::: EXERCISE INPUT :::

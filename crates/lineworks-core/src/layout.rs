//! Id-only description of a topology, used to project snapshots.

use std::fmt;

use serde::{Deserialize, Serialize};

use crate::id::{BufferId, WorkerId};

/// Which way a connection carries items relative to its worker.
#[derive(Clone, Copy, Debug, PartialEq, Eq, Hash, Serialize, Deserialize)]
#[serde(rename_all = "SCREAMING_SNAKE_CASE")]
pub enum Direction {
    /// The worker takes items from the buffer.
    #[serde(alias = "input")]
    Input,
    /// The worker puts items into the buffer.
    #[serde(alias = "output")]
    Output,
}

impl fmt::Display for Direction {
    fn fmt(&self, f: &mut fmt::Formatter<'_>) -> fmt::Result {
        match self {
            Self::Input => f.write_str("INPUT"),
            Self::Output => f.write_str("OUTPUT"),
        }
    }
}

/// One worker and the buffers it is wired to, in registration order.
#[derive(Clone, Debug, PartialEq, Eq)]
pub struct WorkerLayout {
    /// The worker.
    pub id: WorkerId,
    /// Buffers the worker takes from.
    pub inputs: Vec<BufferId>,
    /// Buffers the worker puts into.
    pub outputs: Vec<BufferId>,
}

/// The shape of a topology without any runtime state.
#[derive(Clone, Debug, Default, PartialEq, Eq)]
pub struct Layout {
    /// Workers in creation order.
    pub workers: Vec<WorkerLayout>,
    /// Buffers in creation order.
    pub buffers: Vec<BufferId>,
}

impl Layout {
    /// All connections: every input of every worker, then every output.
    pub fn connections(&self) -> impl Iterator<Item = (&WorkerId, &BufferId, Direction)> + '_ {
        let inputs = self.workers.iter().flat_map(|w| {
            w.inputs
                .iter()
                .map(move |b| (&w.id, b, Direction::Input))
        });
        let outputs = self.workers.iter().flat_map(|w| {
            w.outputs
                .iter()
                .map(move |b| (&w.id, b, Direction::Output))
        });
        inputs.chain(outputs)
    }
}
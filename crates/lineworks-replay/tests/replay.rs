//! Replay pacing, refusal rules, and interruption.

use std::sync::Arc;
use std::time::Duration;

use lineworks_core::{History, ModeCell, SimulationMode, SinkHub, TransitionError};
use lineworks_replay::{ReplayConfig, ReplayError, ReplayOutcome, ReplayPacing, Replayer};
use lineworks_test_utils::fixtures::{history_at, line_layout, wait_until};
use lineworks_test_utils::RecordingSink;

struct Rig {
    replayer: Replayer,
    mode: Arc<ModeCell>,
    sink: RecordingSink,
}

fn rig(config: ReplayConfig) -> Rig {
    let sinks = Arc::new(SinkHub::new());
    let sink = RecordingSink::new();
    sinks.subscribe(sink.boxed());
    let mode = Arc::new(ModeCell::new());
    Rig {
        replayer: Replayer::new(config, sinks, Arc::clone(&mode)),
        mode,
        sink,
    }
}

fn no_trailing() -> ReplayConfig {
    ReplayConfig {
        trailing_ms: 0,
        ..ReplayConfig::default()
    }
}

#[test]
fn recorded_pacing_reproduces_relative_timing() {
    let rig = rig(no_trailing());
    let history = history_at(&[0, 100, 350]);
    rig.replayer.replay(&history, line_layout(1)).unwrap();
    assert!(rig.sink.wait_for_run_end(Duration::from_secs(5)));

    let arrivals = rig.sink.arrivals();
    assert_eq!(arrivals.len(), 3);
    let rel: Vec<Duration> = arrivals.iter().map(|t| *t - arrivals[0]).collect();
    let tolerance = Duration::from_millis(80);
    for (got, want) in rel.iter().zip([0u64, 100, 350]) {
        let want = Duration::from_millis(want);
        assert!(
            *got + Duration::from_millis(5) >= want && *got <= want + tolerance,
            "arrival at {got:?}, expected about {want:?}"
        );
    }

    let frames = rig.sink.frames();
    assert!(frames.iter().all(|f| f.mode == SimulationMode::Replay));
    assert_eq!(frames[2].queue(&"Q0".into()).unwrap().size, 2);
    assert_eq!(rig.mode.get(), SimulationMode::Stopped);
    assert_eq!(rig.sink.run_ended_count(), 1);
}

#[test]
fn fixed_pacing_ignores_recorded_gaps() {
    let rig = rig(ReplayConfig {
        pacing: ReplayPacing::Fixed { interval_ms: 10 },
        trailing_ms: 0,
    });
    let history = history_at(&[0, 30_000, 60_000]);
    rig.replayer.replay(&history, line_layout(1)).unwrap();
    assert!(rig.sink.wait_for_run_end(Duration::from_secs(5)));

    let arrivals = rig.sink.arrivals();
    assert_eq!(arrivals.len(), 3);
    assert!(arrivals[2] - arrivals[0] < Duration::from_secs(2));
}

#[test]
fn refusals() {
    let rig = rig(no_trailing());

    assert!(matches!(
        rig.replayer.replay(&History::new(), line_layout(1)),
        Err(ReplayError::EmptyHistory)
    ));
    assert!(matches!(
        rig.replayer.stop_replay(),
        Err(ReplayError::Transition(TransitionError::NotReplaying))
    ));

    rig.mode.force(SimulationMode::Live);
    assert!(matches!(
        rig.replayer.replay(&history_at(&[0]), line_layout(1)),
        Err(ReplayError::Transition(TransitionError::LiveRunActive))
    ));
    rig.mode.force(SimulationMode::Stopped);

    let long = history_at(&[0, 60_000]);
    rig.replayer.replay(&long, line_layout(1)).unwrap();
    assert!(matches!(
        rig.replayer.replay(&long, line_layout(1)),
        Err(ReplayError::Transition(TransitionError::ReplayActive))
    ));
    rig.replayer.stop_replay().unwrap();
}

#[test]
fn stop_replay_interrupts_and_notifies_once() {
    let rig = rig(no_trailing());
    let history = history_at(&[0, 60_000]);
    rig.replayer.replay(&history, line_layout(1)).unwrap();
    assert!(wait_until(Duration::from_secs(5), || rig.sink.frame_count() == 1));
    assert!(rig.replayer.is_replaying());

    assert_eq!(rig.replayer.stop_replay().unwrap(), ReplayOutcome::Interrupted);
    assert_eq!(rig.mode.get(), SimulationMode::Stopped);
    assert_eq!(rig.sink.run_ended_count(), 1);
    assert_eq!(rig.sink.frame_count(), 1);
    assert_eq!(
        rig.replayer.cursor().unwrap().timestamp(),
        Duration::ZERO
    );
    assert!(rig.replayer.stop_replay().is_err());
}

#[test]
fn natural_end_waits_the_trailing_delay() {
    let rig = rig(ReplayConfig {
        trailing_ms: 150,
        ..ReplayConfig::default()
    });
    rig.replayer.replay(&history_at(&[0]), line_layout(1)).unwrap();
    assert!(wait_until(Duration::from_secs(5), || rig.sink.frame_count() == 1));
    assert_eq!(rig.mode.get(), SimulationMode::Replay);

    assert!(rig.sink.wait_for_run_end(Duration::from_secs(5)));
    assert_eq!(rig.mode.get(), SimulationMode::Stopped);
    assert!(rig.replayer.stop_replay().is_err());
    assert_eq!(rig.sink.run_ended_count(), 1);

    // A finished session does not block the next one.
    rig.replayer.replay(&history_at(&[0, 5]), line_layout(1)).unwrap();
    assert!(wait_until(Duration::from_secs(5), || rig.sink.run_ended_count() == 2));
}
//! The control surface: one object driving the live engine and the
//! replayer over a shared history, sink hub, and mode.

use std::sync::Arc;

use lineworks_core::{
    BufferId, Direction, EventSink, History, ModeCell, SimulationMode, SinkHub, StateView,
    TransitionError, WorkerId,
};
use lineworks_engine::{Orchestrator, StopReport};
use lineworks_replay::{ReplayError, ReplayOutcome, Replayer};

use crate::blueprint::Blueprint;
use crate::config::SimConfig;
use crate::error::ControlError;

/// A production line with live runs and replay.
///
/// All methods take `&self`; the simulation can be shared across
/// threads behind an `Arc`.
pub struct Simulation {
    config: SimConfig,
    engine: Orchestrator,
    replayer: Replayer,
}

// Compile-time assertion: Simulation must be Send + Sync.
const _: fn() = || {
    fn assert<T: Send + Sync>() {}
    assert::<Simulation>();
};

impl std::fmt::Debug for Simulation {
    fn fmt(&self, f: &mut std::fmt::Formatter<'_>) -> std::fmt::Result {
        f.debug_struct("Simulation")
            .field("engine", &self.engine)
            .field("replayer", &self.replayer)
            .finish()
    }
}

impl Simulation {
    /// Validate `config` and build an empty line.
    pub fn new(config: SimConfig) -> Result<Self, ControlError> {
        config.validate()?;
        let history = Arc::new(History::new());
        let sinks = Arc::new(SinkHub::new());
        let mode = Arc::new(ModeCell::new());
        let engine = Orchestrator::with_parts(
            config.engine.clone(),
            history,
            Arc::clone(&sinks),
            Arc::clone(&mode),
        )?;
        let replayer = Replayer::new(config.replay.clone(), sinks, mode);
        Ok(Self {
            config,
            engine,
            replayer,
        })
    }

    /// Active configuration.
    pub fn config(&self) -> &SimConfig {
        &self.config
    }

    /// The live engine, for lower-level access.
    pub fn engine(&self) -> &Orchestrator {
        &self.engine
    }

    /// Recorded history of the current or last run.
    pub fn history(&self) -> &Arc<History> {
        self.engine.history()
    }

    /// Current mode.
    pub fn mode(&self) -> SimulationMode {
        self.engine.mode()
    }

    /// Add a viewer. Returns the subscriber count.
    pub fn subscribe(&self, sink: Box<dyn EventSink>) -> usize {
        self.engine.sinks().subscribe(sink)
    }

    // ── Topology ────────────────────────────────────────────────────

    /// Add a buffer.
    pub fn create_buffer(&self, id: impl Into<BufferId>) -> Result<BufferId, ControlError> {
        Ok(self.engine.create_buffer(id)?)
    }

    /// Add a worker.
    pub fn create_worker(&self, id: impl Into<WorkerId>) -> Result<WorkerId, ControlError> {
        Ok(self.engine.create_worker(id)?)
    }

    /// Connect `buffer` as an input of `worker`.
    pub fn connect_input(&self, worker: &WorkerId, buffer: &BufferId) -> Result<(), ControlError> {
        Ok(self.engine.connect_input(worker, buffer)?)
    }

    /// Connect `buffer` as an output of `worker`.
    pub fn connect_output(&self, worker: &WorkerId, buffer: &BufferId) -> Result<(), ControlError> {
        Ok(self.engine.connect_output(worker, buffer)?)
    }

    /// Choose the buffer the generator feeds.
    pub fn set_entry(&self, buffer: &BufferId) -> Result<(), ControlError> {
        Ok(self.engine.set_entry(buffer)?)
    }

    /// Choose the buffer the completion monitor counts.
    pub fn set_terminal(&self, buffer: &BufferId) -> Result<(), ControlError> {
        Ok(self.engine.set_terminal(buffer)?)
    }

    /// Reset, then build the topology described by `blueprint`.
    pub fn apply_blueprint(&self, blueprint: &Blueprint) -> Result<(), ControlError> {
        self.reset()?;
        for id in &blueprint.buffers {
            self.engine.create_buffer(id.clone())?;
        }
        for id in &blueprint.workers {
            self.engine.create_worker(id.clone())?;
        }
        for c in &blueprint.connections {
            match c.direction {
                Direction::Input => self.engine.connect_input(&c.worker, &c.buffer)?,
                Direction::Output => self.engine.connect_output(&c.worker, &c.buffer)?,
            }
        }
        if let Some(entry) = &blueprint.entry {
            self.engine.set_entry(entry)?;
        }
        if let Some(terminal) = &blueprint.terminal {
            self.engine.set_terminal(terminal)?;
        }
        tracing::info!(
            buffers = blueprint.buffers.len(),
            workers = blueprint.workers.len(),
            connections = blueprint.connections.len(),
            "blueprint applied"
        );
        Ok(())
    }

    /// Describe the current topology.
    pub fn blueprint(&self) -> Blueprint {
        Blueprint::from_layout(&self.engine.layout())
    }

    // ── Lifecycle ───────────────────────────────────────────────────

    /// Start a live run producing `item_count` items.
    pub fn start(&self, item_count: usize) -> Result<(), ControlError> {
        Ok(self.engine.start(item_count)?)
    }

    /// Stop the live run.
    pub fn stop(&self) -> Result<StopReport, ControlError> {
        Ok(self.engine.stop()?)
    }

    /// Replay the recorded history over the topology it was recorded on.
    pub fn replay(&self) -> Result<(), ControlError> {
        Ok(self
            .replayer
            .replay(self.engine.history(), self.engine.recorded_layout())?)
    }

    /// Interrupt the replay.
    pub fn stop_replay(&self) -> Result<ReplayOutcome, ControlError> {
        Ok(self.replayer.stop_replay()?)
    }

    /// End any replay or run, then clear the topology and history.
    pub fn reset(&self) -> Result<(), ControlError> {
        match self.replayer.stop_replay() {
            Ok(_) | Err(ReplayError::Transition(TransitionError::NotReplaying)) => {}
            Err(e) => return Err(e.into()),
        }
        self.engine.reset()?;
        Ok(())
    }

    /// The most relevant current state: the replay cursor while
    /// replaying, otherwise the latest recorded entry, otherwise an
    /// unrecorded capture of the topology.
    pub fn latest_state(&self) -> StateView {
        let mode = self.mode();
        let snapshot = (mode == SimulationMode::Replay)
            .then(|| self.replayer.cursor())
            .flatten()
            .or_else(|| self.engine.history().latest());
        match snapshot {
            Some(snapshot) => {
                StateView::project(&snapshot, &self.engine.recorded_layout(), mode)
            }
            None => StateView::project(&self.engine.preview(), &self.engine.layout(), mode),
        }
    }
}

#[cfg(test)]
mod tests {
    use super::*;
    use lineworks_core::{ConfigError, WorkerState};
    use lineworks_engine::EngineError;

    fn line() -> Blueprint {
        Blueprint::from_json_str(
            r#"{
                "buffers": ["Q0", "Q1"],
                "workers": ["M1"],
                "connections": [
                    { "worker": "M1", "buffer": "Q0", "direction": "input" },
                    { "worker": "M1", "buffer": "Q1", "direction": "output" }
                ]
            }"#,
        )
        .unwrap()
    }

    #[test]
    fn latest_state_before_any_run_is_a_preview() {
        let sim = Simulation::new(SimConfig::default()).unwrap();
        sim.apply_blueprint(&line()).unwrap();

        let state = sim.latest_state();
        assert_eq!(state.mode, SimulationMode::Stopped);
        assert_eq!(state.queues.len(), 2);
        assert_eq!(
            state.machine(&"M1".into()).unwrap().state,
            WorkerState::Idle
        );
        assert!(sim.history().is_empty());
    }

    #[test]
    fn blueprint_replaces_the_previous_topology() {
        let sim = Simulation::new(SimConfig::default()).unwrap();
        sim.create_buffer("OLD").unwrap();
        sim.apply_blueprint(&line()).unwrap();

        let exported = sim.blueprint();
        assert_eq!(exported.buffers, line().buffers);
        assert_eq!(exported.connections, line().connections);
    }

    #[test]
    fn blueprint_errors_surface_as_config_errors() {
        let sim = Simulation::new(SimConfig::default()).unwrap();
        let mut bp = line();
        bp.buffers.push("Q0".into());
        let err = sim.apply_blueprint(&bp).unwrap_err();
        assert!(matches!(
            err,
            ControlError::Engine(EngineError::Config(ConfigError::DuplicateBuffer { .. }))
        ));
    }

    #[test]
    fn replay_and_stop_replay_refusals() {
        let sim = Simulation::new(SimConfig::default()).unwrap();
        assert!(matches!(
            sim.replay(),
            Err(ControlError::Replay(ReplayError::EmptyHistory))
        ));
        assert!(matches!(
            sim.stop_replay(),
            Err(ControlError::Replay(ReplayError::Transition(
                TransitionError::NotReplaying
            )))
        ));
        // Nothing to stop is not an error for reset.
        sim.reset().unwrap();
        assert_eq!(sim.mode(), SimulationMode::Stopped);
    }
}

:::

*WORK TO BE COMPLETED*
Using the entries above, return exactly the lines from the line with "Ok(self.engine.set_entry(buffer)?)" to the line with "pub fn blueprint(&self)", counting both of those lines.

*ANSWER SPACE*
        Ok(self.engine.set_entry(buffer)?)
    }

    /// Choose the buffer the completion monitor counts.
    pub fn set_terminal(&self, buffer: &BufferId) -> Result<(), ControlError> {
        Ok(self.engine.set_terminal(buffer)?)
    }

    /// Reset, then build the topology described by `blueprint`.
    pub fn apply_blueprint(&self, blueprint: &Blueprint) -> Result<(), ControlError> {
        self.reset()?;
        for id in &blueprint.buffers {
            self.engine.create_buffer(id.clone())?;
        }
        for id in &blueprint.workers {
            self.engine.create_worker(id.clone())?;
        }
        for c in &blueprint.connections {
            match c.direction {
                Direction::Input => self.engine.connect_input(&c.worker, &c.buffer)?,
                Direction::Output => self.engine.connect_output(&c.worker, &c.buffer)?,
            }
        }
        if let Some(entry) = &blueprint.entry {
            self.engine.set_entry(entry)?;
        }
        if let Some(terminal) = &blueprint.terminal {
            self.engine.set_terminal(terminal)?;
        }
        tracing::info!(
            buffers = blueprint.buffers.len(),
            workers = blueprint.workers.len(),
            connections = blueprint.connections.len(),
            "blueprint applied"
        );
        Ok(())
    }

    /// Describe the current topology.
    pub fn blueprint(&self) -> Blueprint {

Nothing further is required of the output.